We also know that the first car arrived 1 hour earlier than the second car, so the time taken by the second car is 1 hour more than the time taken by the first car: t2 = t1 + 1 (Equation 3)

We can solve this system of equations to find the values of x, t1, and t2.

Calculation

Let's solve the system of equations:

From Equation 1, we can express t1 in terms of x: t1 = 300 / x

Substituting this value of t1 in Equation 3, we get: t2 = (300 / x) + 1

Substituting the values of t1 and t2 in Equation 2, we get: 300 = (x + 10) × ((300 / x) + 1)

Simplifying this equation, we get: 300 = (x + 10) × (300 + x) / x

Cross-multiplying, we get: 300x = (x + 10) × (300 + x)

Expanding the equation, we get: 300x = 300x + 10x + 3000 + x^2

Simplifying further, we get: 0 = x^2 + 10x + 3000

This is a quadratic equation. We can solve it by factoring or using the quadratic formula.

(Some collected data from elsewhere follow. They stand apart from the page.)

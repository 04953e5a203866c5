//! Command orchestration helpers from UI actions to backend command queue.

use crossbeam_channel::{Sender, TrySendError};

use crate::backend_bridge::commands::BackendCommand;

/// Queues `cmd` for the backend worker. On failure the status line is updated
/// and the command is handed back so the caller can unwind its own state.
pub fn dispatch_backend_command(
    cmd_tx: &Sender<BackendCommand>,
    cmd: BackendCommand,
    status: &mut String,
) -> Result<(), BackendCommand> {
    let cmd_name = cmd.name();
    match cmd_tx.try_send(cmd) {
        Ok(()) => {
            tracing::debug!(command = cmd_name, "queued ui->backend command");
            Ok(())
        }
        Err(TrySendError::Full(cmd)) => {
            *status = "UI command queue is full; please retry".to_string();
            tracing::warn!(command = cmd_name, "ui->backend command queue is full");
            Err(cmd)
        }
        Err(TrySendError::Disconnected(cmd)) => {
            *status =
                "Backend worker disconnected (possible startup/runtime failure); restart the app"
                    .to_string();
            tracing::error!(command = cmd_name, "ui->backend command queue disconnected");
            Err(cmd)
        }
    }
}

Let's use the quadratic formula to find the values of x.

The quadratic formula is given by: x = (-b ± √(b^2 - 4ac)) / (2a)

In our equation, a = 1, b = 10, and c = 3000.

Substituting these values in the quadratic formula, we get: x = (-10 ± √(10^2 - 4 × 1 × 3000)) / (2 × 1)

Simplifying further, we get: x = (-10 ± √(100 - 12000)) / 2

x = (-10 ± √(-11900)) / 2

Since the value inside the square root is negative, the quadratic equation has no real solutions. This means that there is no possible combination of speeds for the two cars that satisfies the given conditions.

Therefore, there is no solution to this problem.

Conclusion

Based on the given information, there is no possible combination of speeds for the two cars that would allow the first car to arrive at the destination 1 hour earlier than the second car.